+++ Working data +++

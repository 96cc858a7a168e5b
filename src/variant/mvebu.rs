//! Marvell EBU variants.

use log::debug;

use crate::context::ControllerContext;
use crate::err::{PlatError, Result};
use crate::osal::PlatformOp;
use crate::phy::PhyMode;

const MAX_WINDOWS: usize = 4;

const fn win_ctrl(window: usize) -> usize {
    window * 8
}

const fn win_base(window: usize) -> usize {
    4 + window * 8
}

/// Program the controller's MBus bridge windows from the DRAM layout.
/// The window registers live in a second register resource.
pub(crate) fn mbus_init_quirk<E: PlatformOp + ?Sized>(env: &E) -> Result {
    let wins = env.map_registers(1)?;
    let dram = env.dram_windows();

    for window in 0..MAX_WINDOWS {
        wins.write32(win_ctrl(window), 0);
        wins.write32(win_base(window), 0);
    }

    for (window, cs) in dram.iter().take(MAX_WINDOWS).enumerate() {
        let ctrl = ((cs.size - 1) as u32 & 0xffff_0000)
            | ((cs.attr as u32) << 8)
            | ((cs.target as u32) << 4)
            | 1;
        debug!("mbus window {window}: ctrl {ctrl:#010x} base {:#x}", cs.base);
        wins.write32(win_ctrl(window), ctrl);
        wins.write32(win_base(window), cs.base as u32 & 0xffff_0000);
    }

    env.unmap_registers(wins);
    Ok(())
}

/// Armada 3700: link training fails after power-on unless the USB3 PHY is
/// forced into host mode before the core reset.
pub(crate) fn a3700_plat_setup(ctx: &ControllerContext) -> Result {
    if let Some(phy) = &ctx.phy_usb3 {
        phy.set_mode(PhyMode::Host)
            .map_err(|_| PlatError::QuirkHook("usb3 phy host mode"))?;
    }
    Ok(())
}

+++

* Problem requirements
For this exercise, please output exactly the lines above starting at the line with "use crate::osal::PlatformOp;" and ending at the line with "wins.write32(win_ctrl(window), ctrl);", ends included.

* Answer for this exercise
use crate::osal::PlatformOp;
use crate::phy::PhyMode;

const MAX_WINDOWS: usize = 4;

const fn win_ctrl(window: usize) -> usize {
    window * 8
}

const fn win_base(window: usize) -> usize {
    4 + window * 8
}

/// Program the controller's MBus bridge windows from the DRAM layout.
/// The window registers live in a second register resource.
pub(crate) fn mbus_init_quirk<E: PlatformOp + ?Sized>(env: &E) -> Result {
    let wins = env.map_registers(1)?;
    let dram = env.dram_windows();

    for window in 0..MAX_WINDOWS {
        wins.write32(win_ctrl(window), 0);
        wins.write32(win_base(window), 0);
    }

    for (window, cs) in dram.iter().take(MAX_WINDOWS).enumerate() {
        let ctrl = ((cs.size - 1) as u32 & 0xffff_0000)
            | ((cs.attr as u32) << 8)
            | ((cs.target as u32) << 4)
            | 1;
        debug!("mbus window {window}: ctrl {ctrl:#010x} base {:#x}", cs.base);
        wins.write32(win_ctrl(window), ctrl);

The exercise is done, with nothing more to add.